A invasão do Capitólio nos Estados Unidos por apoiadores de Donald Trump, que buscava deslegitimar o resultado da eleição que deu vitória a Joe Biden, serviria de inspiração a Bolsonaro, segundo o Guardian, que no seu editorial lembra que o deputado Eduardo Bolsonaro (PSL-SP), filho do presidente, criticou a desorganização e a falta de armas entre os invasores.
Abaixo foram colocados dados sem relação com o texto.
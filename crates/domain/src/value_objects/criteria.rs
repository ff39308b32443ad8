//! Declarative criteria sent to the playable locations provider.

use serde::{Deserialize, Serialize};

use crate::error::DomainError;

/// Field mask paths the classifier relies on.
pub const DEFAULT_FIELDS_TO_RETURN: [&str; 3] = ["snapped_point", "place_id", "types"];

/// Provider-side cap on locations returned per criterion.
pub const MAX_LOCATION_COUNT: u32 = 1000;

/// Filter limiting type, count and returned fields of a provider query.
#[derive(Debug, Clone, PartialEq, Eq, Hash, Serialize, Deserialize)]
pub struct LocationCriteria {
    /// Provider-side game object type key the results are grouped under
    pub game_object_type: i32,
    /// Maximum number of locations returned for this criterion
    pub max_location_count: u32,
    /// Optional attributes to fetch (field mask paths)
    pub fields_to_return: Vec<String>,
}

impl LocationCriteria {
    /// Create criteria with the default field mask.
    ///
    /// # Errors
    ///
    /// Returns `DomainError::Validation` if `max_location_count` is zero or
    /// above [`MAX_LOCATION_COUNT`].
    pub fn new(game_object_type: i32, max_location_count: u32) -> Result<Self, DomainError> {
        if max_location_count == 0 || max_location_count > MAX_LOCATION_COUNT {
            return Err(DomainError::validation(format!(
                "max_location_count must be within 1..={}, got {}",
                MAX_LOCATION_COUNT, max_location_count
            )));
        }
        Ok(Self {
            game_object_type,
            max_location_count,
            fields_to_return: DEFAULT_FIELDS_TO_RETURN
                .iter()
                .map(|s| s.to_string())
                .collect(),
        })
    }

    /// Add an extra field path, keeping the mask free of duplicates.
    pub fn with_field(mut self, path: impl Into<String>) -> Self {
        let path = path.into();
        if !self.fields_to_return.contains(&path) {
            self.fields_to_return.push(path);
        }
        self
    }

    /// The key the provider uses for this criterion in its response map.
    pub fn response_key(&self) -> String {
        self.game_object_type.to_string()
    }
}

impl Default for LocationCriteria {
    fn default() -> Self {
        Self {
            game_object_type: 0,
            max_location_count: 2,
            fields_to_return: DEFAULT_FIELDS_TO_RETURN
                .iter()
                .map(|s| s.to_string())
                .collect(),
        }
    }
}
O jornal britânico transcreve ainda a fala de Eduardo sobre a invasão do Capitólio: “Foi um movimento desorganizado. Foi lamentável. Ninguém desejava que isso ocorresse (…) Se fosse organizada, teriam tomado o Capitólio e feito reivindicações que já estariam previamente estabelecidas pelo grupo invasor. Eles teriam um poder bélico mínimo para não morrer ninguém, matar todos os policiais lá dentro ou os congressistas que eles tanto odeiam. No dia em que a direita for 10% da esquerda, a gente vai ter guerra civil em todos os países do Ocidente”, disse o filho do presidente.
Papel dos militares
A crise entre Bolsonaro e os comandantes das Forças Armadas, a maior em décadas, foi definida pelo Financial Times como um motivo para comemoração. Segundo o diário, o episódio teria mostrado que os chefes militares escolheram “demonstrar sua lealdade à Constituição democrática” em vez de se manterem alinhados a um presidente “errático e imprevisível, que abertamente desdenha do Congresso e do Judiciário”.
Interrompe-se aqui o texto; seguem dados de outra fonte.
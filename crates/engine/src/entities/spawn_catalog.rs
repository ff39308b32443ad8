//! Spawn catalog: turns raw provider candidates into game objects.
//!
//! Classification is deterministic given the candidate's tags and position;
//! the injected random source is only consulted to pick among minion tiers
//! and, with [`SelectionPolicy::Random`], to choose which surplus candidates
//! to keep.

use std::collections::{HashMap, HashSet};
use std::sync::Arc;

use serde::{Deserialize, Serialize};
use zoinkies_domain::{
    CellId, ChestTier, GameObjectCategory, GameObjectType, LatLng, LocationId, MinionTier,
    RawLocation, RewardItem, RewardParams, SpawnLocation,
};

use crate::infrastructure::ports::RandomPort;

/// Maps a set of place tags to a category. Rules are tried in order.
#[derive(Debug, Clone, PartialEq, Eq)]
pub struct TagRule {
    pub category: GameObjectCategory,
    pub tags: Vec<String>,
}

impl TagRule {
    pub fn new(category: GameObjectCategory, tags: &[&str]) -> Self {
        Self {
            category,
            tags: tags.iter().map(|t| t.to_string()).collect(),
        }
    }

    fn matches(&self, raw: &RawLocation) -> bool {
        self.tags.iter().any(|tag| raw.has_type(tag))
    }
}

/// Built-in tag rules. Anything unmatched becomes a minion.
pub fn default_tag_rules() -> Vec<TagRule> {
    vec![
        TagRule::new(
            GameObjectCategory::EnergyStation,
            &[
                "gas_station",
                "electric_vehicle_charging_station",
                "transit_station",
                "train_station",
                "bus_station",
            ],
        ),
        TagRule::new(
            GameObjectCategory::Chest,
            &[
                "park",
                "museum",
                "library",
                "tourist_attraction",
                "place_of_worship",
                "art_gallery",
            ],
        ),
    ]
}

/// Which candidates survive when a cell has more of one category than allowed.
#[derive(Debug, Clone, Copy, Default, PartialEq, Eq, Serialize, Deserialize)]
#[serde(rename_all = "snake_case")]
pub enum SelectionPolicy {
    /// Keep the first candidates in provider order.
    #[default]
    ProviderOrder,
    /// Keep a random subset.
    Random,
    /// Keep the candidates closest to the cell centre.
    NearestToCellCenter,
}

/// Default respawn cooldown per category, in seconds.
#[derive(Debug, Clone, PartialEq, Eq, Serialize, Deserialize)]
#[serde(default)]
pub struct CooldownTable {
    pub minion_secs: u64,
    pub chest_secs: u64,
    pub energy_station_secs: u64,
}

impl Default for CooldownTable {
    fn default() -> Self {
        Self {
            minion_secs: 300,
            chest_secs: 1800,
            energy_station_secs: 120,
        }
    }
}

#[derive(Debug, Clone)]
pub struct CatalogConfig {
    pub rules: Vec<TagRule>,
    /// Tiers a minion may be drawn from; never empty.
    pub minion_tiers: Vec<MinionTier>,
    pub selection_policy: SelectionPolicy,
    pub max_per_category: Option<usize>,
    pub cooldowns: CooldownTable,
}

impl Default for CatalogConfig {
    fn default() -> Self {
        Self {
            rules: default_tag_rules(),
            minion_tiers: MinionTier::ALL.to_vec(),
            selection_policy: SelectionPolicy::default(),
            max_per_category: None,
            cooldowns: CooldownTable::default(),
        }
    }
}

/// Why a candidate could not become a spawn location.
#[derive(Debug, Clone, PartialEq, Eq, thiserror::Error)]
pub enum Unclassifiable {
    #[error("candidate has no place id")]
    MissingPlaceId,
    #[error("candidate {0} has no coordinates")]
    MissingCoordinates(String),
}

/// Result of classifying one candidate.
#[derive(Debug, Clone, PartialEq)]
pub struct Classification {
    pub id: LocationId,
    pub coordinates: LatLng,
    pub game_object_type: GameObjectType,
    pub rewards: RewardParams,
}

pub struct SpawnCatalog {
    config: CatalogConfig,
    random: Arc<dyn RandomPort>,
}

impl SpawnCatalog {
    pub fn new(mut config: CatalogConfig, random: Arc<dyn RandomPort>) -> Self {
        if config.minion_tiers.is_empty() {
            config.minion_tiers = MinionTier::ALL.to_vec();
        }
        Self { config, random }
    }

    pub fn config(&self) -> &CatalogConfig {
        &self.config
    }

    /// Assign a game object type and rewards to one candidate.
    pub fn classify(
        &self,
        raw: &RawLocation,
        cell: CellId,
    ) -> Result<Classification, Unclassifiable> {
        let id = LocationId::new(raw.place_id.as_str()).map_err(|_| Unclassifiable::MissingPlaceId)?;
        let coordinates = raw
            .coordinates()
            .ok_or_else(|| Unclassifiable::MissingCoordinates(id.to_string()))?;

        let game_object_type = match self.category_for(raw) {
            GameObjectCategory::EnergyStation => GameObjectType::EnergyStation,
            GameObjectCategory::Chest => GameObjectType::Chest {
                tier: chest_tier(&coordinates, cell),
            },
            GameObjectCategory::Minion => GameObjectType::Minion {
                tier: self.pick_minion_tier(),
            },
        };
        let rewards = self.rewards_for(game_object_type);

        Ok(Classification {
            id,
            coordinates,
            game_object_type,
            rewards,
        })
    }

    /// Classify a provider answer for one cell into new spawn locations.
    ///
    /// Unclassifiable candidates and repeated ids are dropped and logged. The
    /// selection policy then trims each category to `max_per_category`.
    pub fn build_cell(&self, cell: CellId, raws: &[RawLocation]) -> Vec<SpawnLocation> {
        let mut seen = HashSet::new();
        let mut classified = Vec::with_capacity(raws.len());

        for raw in raws {
            match self.classify(raw, cell) {
                Ok(c) => {
                    if !seen.insert(c.id.clone()) {
                        tracing::debug!(cell = %cell, location_id = %c.id, "Duplicate candidate dropped");
                        continue;
                    }
                    let location = SpawnLocation::new(
                        c.id,
                        cell,
                        c.coordinates,
                        c.game_object_type,
                        c.rewards,
                    )
                    .with_name(raw.name.clone());
                    classified.push(location);
                }
                Err(reason) => {
                    tracing::warn!(cell = %cell, reason = %reason, "Dropping unclassifiable location");
                }
            }
        }

        self.select(cell, classified)
    }

    /// Static reward table.
    pub fn rewards_for(&self, game_object_type: GameObjectType) -> RewardParams {
        let cooldowns = &self.config.cooldowns;
        match game_object_type {
            GameObjectType::Minion { tier } => {
                let base = RewardParams::new(0, cooldowns.minion_secs);
                match tier {
                    MinionTier::Scout => RewardParams { xp: 10, ..base }
                        .with_item(RewardItem::FreeXp, 10)
                        .with_item(RewardItem::BronzeKey, 1),
                    MinionTier::Soldier => RewardParams { xp: 25, ..base }
                        .with_item(RewardItem::Gold, 10)
                        .with_item(RewardItem::SilverKey, 1),
                    MinionTier::Captain => RewardParams { xp: 50, ..base }
                        .with_item(RewardItem::Gold, 20)
                        .with_item(RewardItem::GoldKey, 1),
                }
            }
            GameObjectType::Chest { tier } => {
                let base = RewardParams::new(0, cooldowns.chest_secs);
                match tier {
                    ChestTier::Bronze => RewardParams { xp: 20, ..base }
                        .with_item(RewardItem::Gold, 25),
                    ChestTier::Silver => RewardParams { xp: 40, ..base }
                        .with_item(RewardItem::Gold, 50)
                        .with_item(RewardItem::Diamond, 1),
                    ChestTier::Gold => RewardParams { xp: 80, ..base }
                        .with_item(RewardItem::Gold, 100)
                        .with_item(RewardItem::Diamond, 3),
                }
            }
            GameObjectType::EnergyStation => {
                RewardParams::new(5, cooldowns.energy_station_secs).with_item(RewardItem::Energy, 50)
            }
        }
    }

    fn category_for(&self, raw: &RawLocation) -> GameObjectCategory {
        self.config
            .rules
            .iter()
            .find(|rule| rule.matches(raw))
            .map(|rule| rule.category)
            .unwrap_or(GameObjectCategory::Minion)
    }

    fn pick_minion_tier(&self) -> MinionTier {
        let tiers = &self.config.minion_tiers;
        let last = i32::try_from(tiers.len().saturating_sub(1)).unwrap_or(i32::MAX);
        let index = usize::try_from(self.random.gen_range(0, last)).unwrap_or(0);
        tiers.get(index).or(tiers.first()).copied().unwrap_or(MinionTier::Scout)
    }

    fn select(&self, cell: CellId, candidates: Vec<SpawnLocation>) -> Vec<SpawnLocation> {
        let Some(max) = self.config.max_per_category else {
            return candidates;
        };

        let mut by_category: HashMap<GameObjectCategory, Vec<usize>> = HashMap::new();
        for (i, location) in candidates.iter().enumerate() {
            by_category
                .entry(location.game_object_type().category())
                .or_default()
                .push(i);
        }

        let center = cell.center();
        let mut keep = HashSet::new();
        for (_, mut indices) in by_category {
            if indices.len() > max {
                match self.config.selection_policy {
                    SelectionPolicy::ProviderOrder => {}
                    SelectionPolicy::Random => self.shuffle(&mut indices),
                    SelectionPolicy::NearestToCellCenter => indices.sort_by(|a, b| {
                        let da = candidates[*a].coordinates().distance_meters(&center);
                        let db = candidates[*b].coordinates().distance_meters(&center);
                        da.total_cmp(&db)
                    }),
                }
                indices.truncate(max);
            }
            keep.extend(indices);
        }

        // Survivors stay in provider order
        candidates
            .into_iter()
            .enumerate()
            .filter_map(|(i, location)| keep.contains(&i).then_some(location))
            .collect()
    }

    /// Fisher-Yates over the injected random source.
    fn shuffle(&self, items: &mut [usize]) {
        for i in (1..items.len()).rev() {
            let upper = i32::try_from(i).unwrap_or(i32::MAX);
            let j = usize::try_from(self.random.gen_range(0, upper)).unwrap_or(0).min(i);
            items.swap(i, j);
        }
    }
}

/// Chest tier by distance from the cell centre, normalized by the cell's
/// half diagonal: inner third bronze, middle third silver, outer gold.
fn chest_tier(point: &LatLng, cell: CellId) -> ChestTier {
    let bounds = cell.bounds();
    let half_diagonal = bounds.half_diagonal_meters();
    if half_diagonal <= 0.0 {
        return ChestTier::Bronze;
    }
    let ratio = point.distance_meters(&bounds.center()) / half_diagonal;
    if ratio < 1.0 / 3.0 {
        ChestTier::Bronze
    } else if ratio < 2.0 / 3.0 {
        ChestTier::Silver
    } else {
        ChestTier::Gold
    }
}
Em 19 de março, Bolsonaro chegou a dizer que o “seu” Exército não iria contribuir para aplicar as medidas de restrição à circulação determinadas por alguns governadores do país, o que não foi bem recebido pelos militares. “O meu Exército não vai para a rua para cumprir decreto de governadores”, afirmou o presidente.
“Em uma atmosfera febril como essa, o comprometimento firme dos comandantes militares, do Congresso e do Judiciário para sustentar a quarta maior democracia do mundo é um sinal vital e positivo”, escreveu o Financial Times. Mas o jornal lembra que os militares receberam “centenas de cargos no governo – incluindo a vice-presidência e quase metade do ministério – além de aumentos generosos dos gastos militares”.
A possível mudança de posição entre dois pilares da vitória de Bolsonaro em 2018, os militares e a elite econômica, também foi considerada positiva pelo Guardian. Segundo o editorial do jornal, a gestão “desastrosa” da pandemia por Bolsonaro “parece estar deixando em dúvida a elite econômica que o apoiou anteriormente” e “alguns setores dos militares aparentemente sentem o mesmo desconforto”.
“Pode ser irritante ver aqueles que contribuíram para a sua [de Bolsonaro] ascensão se posicionarem como guardiões da democracia, em vez de dos seus próprios interesses. Mas a sua saída do poder seria de qualquer maneira bem-vinda, para os interesses do Brasil e do resto do planeta”, conclui o Guardian. “Um homem normalmente não pode causar tanto dano. Infelizmente, este homem é o presidente”, aponta o jornal.